Our study has some limitations. First, we cannot be sure that the prescription of OA toghether with statins during secondary prevention is safe. The results of ongoing studies may help clarifying whether statins are safe in patients who have suffered a cardioembolic ischemic stroke and receive OA. No interaction between statin treatment and antithrombotic treatments were detected in the SPARCL study, and a small randomized trial found no increase in the risk of bleeding in patients who received statin and OA30,40. We have not provided information on statin adherence and in duration of previous treatment. It is possible that harmful effects of statin, if any, only appear after a long period of treatment. Moreover, the non-randomized use of statins in our study means that statin use is confounded by the indication for statin prescription. We did not measure colesterol levels and therefore cannot affirm or deny that they are associated with the markers. Statin treatment with high doses, a surrogate for lower levels of cholesterol, argues against the relevance of colesterol levels in the development of MB. We measured the radiological markers from different centers that used different imaging protocols and different MR apparatus of different field strength, and this could affect our results.

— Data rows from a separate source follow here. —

//! Session store: transactional persistence for users, sessions and moves.
//!
//! [`SessionStore::transact`] is the session lock primitive: it opens a
//! SQLite `BEGIN IMMEDIATE` transaction, which blocks until it can acquire
//! the database's write lock and holds it until the closure returns. Every
//! mutation the engine performs on a session happens inside that one
//! transaction, so a partial move (board written but status not yet
//! FINISHED, or vice versa) is never observable — a caller-aborted request
//! rolls the whole transaction back.

use base64::Engine as _;
use diesel::connection::Connection;
use diesel::prelude::*;
use diesel::sqlite::SqliteConnection;
use tracing::{debug, info, instrument};

use crate::db::models::{MoveRow, NewMoveRow, NewSessionRow, NewUser, SessionRow, User};
use crate::db::schema;
use crate::db::StoreError;

/// Filter and pagination parameters for [`SessionStore::list_sessions`].
#[derive(Debug, Clone, Default)]
pub struct SessionFilter {
    /// Restrict to sessions in this status.
    pub status: Option<String>,
    /// Restrict to sessions with this host.
    pub host_id: Option<String>,
    /// Maximum rows to return (caller must have already bounded this, e.g. <= 100).
    pub limit: i64,
    /// Opaque cursor from a previous page, if any.
    pub cursor: Option<String>,
}

/// Persistent, transactional store of sessions and their append-only moves.
#[derive(Debug, Clone)]
pub struct SessionStore {
    db_path: String,
}

/// Cursor payload: the `(created_at, id)` of the last row on the previous page.
#[derive(Debug, serde::Serialize, serde::Deserialize)]
struct Cursor {
    created_at: chrono::NaiveDateTime,
    id: String,
}

impl SessionStore {
    /// Creates a new store backed by the SQLite database at `db_path`.
    ///
    /// Use `":memory:"` for an in-memory database (useful for tests, though
    /// each connection gets its own in-memory database, so tests generally
    /// want a temp file instead).
    #[instrument(skip(db_path), fields(db_path = %db_path))]
    pub fn new(db_path: String) -> Result<Self, StoreError> {
        info!(path = %db_path, "creating session store");
        Ok(Self { db_path })
    }

    /// Establishes a connection with foreign-key enforcement turned on.
    #[instrument(skip(self))]
    fn connection(&self) -> Result<SqliteConnection, StoreError> {
        debug!(path = %self.db_path, "establishing connection");
        let mut conn = SqliteConnection::establish(&self.db_path)?;
        diesel::sql_query("PRAGMA foreign_keys = ON").execute(&mut conn)?;
        Ok(conn)
    }

    /// Creates a new user profile.
    #[instrument(skip(self, new_user), fields(user_id = %new_user.id()))]
    pub fn create_user(&self, new_user: NewUser) -> Result<User, StoreError> {
        let mut conn = self.connection()?;
        let user = diesel::insert_into(schema::users::table)
            .values(&new_user)
            .returning(User::as_returning())
            .get_result(&mut conn)?;
        info!(user_id = %user.id(), "user created");
        Ok(user)
    }

    /// Gets a user by id. Returns `None` if not found.
    #[instrument(skip(self))]
    pub fn get_user(&self, id: &str) -> Result<Option<User>, StoreError> {
        let mut conn = self.connection()?;
        let user = schema::users::table
            .find(id)
            .first::<User>(&mut conn)
            .optional()?;
        Ok(user)
    }

    /// Creates a new session.
    #[instrument(skip(self, new_session), fields(session_id = %new_session.id()))]
    pub fn create_session(&self, new_session: NewSessionRow) -> Result<SessionRow, StoreError> {
        let mut conn = self.connection()?;
        let session = diesel::insert_into(schema::sessions::table)
            .values(&new_session)
            .returning(SessionRow::as_returning())
            .get_result(&mut conn)?;
        info!(session_id = %session.id(), "session created");
        Ok(session)
    }

    /// Gets a session by id, outside any transaction. Callers that intend to
    /// mutate the session must go through [`SessionStore::transact`] and
    /// [`SessionStore::load_for_update`] instead.
    #[instrument(skip(self))]
    pub fn get_session(&self, id: &str) -> Result<Option<SessionRow>, StoreError> {
        let mut conn = self.connection()?;
        let session = schema::sessions::table
            .find(id)
            .first::<SessionRow>(&mut conn)
            .optional()?;
        Ok(session)
    }

    /// Lists moves for a session, ordered by `move_no`.
    #[instrument(skip(self))]
    pub fn list_moves(&self, session_id: &str) -> Result<Vec<MoveRow>, StoreError> {
        let mut conn = self.connection()?;
        let moves = schema::moves::table
            .filter(schema::moves::session_id.eq(session_id))
            .order(schema::moves::move_no.asc())
            .load::<MoveRow>(&mut conn)?;
        Ok(moves)
    }

    /// Lists sessions matching `filter`, newest first, with opaque-cursor
    /// pagination. Returns the page and an encoded cursor for the next page,
    /// or `None` if this was the last page.
    #[instrument(skip(self, filter))]
    pub fn list_sessions(
        &self,
        filter: SessionFilter,
    ) -> Result<(Vec<SessionRow>, Option<String>), StoreError> {
        let mut conn = self.connection()?;
        let decoded = filter
            .cursor
            .as_deref()
            .map(decode_cursor)
            .transpose()?;

        let mut query = schema::sessions::table.into_boxed();
        if let Some(status) = &filter.status {
            query = query.filter(schema::sessions::status.eq(status.clone()));
        }
        if let Some(host_id) = &filter.host_id {
            query = query.filter(schema::sessions::host_id.eq(host_id.clone()));
        }
        if let Some(cursor) = &decoded {
            query = query.filter(
                schema::sessions::created_at
                    .lt(cursor.created_at)
                    .or(schema::sessions::created_at
                        .eq(cursor.created_at)
                        .and(schema::sessions::id.lt(cursor.id.clone()))),
            );
        }

        let page_size = filter.limit.max(1);
        let rows = query
            .order((
                schema::sessions::created_at.desc(),
                schema::sessions::id.desc(),
            ))
            .limit(page_size + 1)
            .load::<SessionRow>(&mut conn)?;

        let has_more = rows.len() as i64 > page_size;
        let mut page = rows;
        page.truncate(page_size as usize);

        let next_cursor = if has_more {
            page.last().map(|last| {
                encode_cursor(&Cursor {
                    created_at: *last.created_at(),
                    id: last.id().clone(),
                })
            })
        } else {
            None
        };

        Ok((page, next_cursor))
    }

    /// Returns every FINISHED session, for leaderboard aggregation.
    #[instrument(skip(self))]
    pub fn finished_sessions(&self) -> Result<Vec<SessionRow>, StoreError> {
        let mut conn = self.connection()?;
        let rows = schema::sessions::table
            .filter(schema::sessions::status.eq("FINISHED"))
            .load::<SessionRow>(&mut conn)?;
        Ok(rows)
    }

    /// Returns the number of recorded moves per session id, for the sessions
    /// given. Used by leaderboard efficiency aggregation.
    #[instrument(skip(self, session_ids))]
    pub fn move_counts(
        &self,
        session_ids: &[String],
    ) -> Result<std::collections::HashMap<String, i64>, StoreError> {
        let mut conn = self.connection()?;
        let counts: Vec<(String, i64)> = schema::moves::table
            .filter(schema::moves::session_id.eq_any(session_ids))
            .group_by(schema::moves::session_id)
            .select((
                schema::moves::session_id,
                diesel::dsl::count(schema::moves::id),
            ))
            .load(&mut conn)?;
        Ok(counts.into_iter().collect())
    }

    /// Opens a `BEGIN IMMEDIATE` transaction and runs `f` inside it. This is
    /// the session lock: it blocks until SQLite's single writer lock is
    /// free, and holds it for the duration of `f` — released only when the
    /// transaction commits or rolls back.
    ///
    /// Generic over the error type so callers (the engine) can return their
    /// own tagged errors directly from the closure via `?`, rather than
    /// funnelling business-logic failures through [`StoreError`] first.
    #[instrument(skip(self, f))]
    pub fn transact<F, R, E>(&self, f: F) -> Result<R, E>
    where
        F: FnOnce(&mut SqliteConnection) -> Result<R, E>,
        E: From<diesel::result::Error> + From<StoreError>,
    {
        let mut conn = self.connection().map_err(E::from)?;
        conn.immediate_transaction(f)
    }

    /// Loads a session row by id inside an open transaction.
    #[instrument(skip(conn))]
    pub fn load_for_update(
        conn: &mut SqliteConnection,
        id: &str,
    ) -> Result<Option<SessionRow>, StoreError> {
        let session = schema::sessions::table
            .find(id)
            .first::<SessionRow>(conn)
            .optional()?;
        Ok(session)
    }

    /// Persists the mutable fields of a session inside an open transaction.
    #[allow(clippy::too_many_arguments)]
    #[instrument(skip(conn))]
    pub fn save(
        conn: &mut SqliteConnection,
        id: &str,
        guest_id: Option<String>,
        guest_name: Option<String>,
        guest_icon: Option<String>,
        status: &str,
        current_turn: Option<String>,
        board_json: String,
        winner: Option<String>,
        draw: bool,
    ) -> Result<SessionRow, StoreError> {
        let updated = diesel::update(schema::sessions::table.find(id))
            .set((
                schema::sessions::guest_id.eq(guest_id),
                schema::sessions::guest_name.eq(guest_name),
                schema::sessions::guest_icon.eq(guest_icon),
                schema::sessions::status.eq(status),
                schema::sessions::current_turn.eq(current_turn),
                schema::sessions::board.eq(board_json),
                schema::sessions::winner.eq(winner),
                schema::sessions::draw.eq(draw),
            ))
            .returning(SessionRow::as_returning())
            .get_result(conn)?;
        Ok(updated)
    }

    /// Appends a move inside an open transaction, assigning `move_no` as one
    /// past the current maximum for the session.
    #[instrument(skip(conn))]
    pub fn append_move(
        conn: &mut SqliteConnection,
        id: String,
        session_id: &str,
        player_id: String,
        row: i32,
        col: i32,
    ) -> Result<MoveRow, StoreError> {
        let current_max: Option<i32> = schema::moves::table
            .filter(schema::moves::session_id.eq(session_id))
            .select(diesel::dsl::max(schema::moves::move_no))
            .first(conn)?;
        let move_no = current_max.unwrap_or(0) + 1;

        let new_move = NewMoveRow::new(id, session_id.to_string(), player_id, row, col, move_no);
        let inserted = diesel::insert_into(schema::moves::table)
            .values(&new_move)
            .returning(MoveRow::as_returning())
            .get_result(conn)?;
        Ok(inserted)
    }
}

fn encode_cursor(cursor: &Cursor) -> String {
    let json = serde_json::to_vec(cursor).expect("Cursor always serializes");
    base64::engine::general_purpose::URL_SAFE_NO_PAD.encode(json)
}

fn decode_cursor(token: &str) -> Result<Cursor, StoreError> {
    let bytes = base64::engine::general_purpose::URL_SAFE_NO_PAD
        .decode(token)
        .map_err(|e| StoreError::invalid_cursor(format!("invalid cursor: {e}")))?;
    serde_json::from_slice(&bytes)
        .map_err(|e| StoreError::invalid_cursor(format!("invalid cursor: {e}")))
}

Finally, the statistical power may not be sufficient to analyse the impact of statins on a number of surrogate markers.

Summary

Statin therapy does not appear to increase the risk of MB, cortical SS or LK in patients with cardioembolic stroke who have not received OA. Our results suggest that the potential mechanism of statin-associated ICH, is not mediated by an increase in MB, cortical SS or LK. However, further studies including follow-up data after OA are needed. In the absence of definitive results, it is prudent to not discontinue or withhold statin treatment when MB, cortical SS or LK are detected.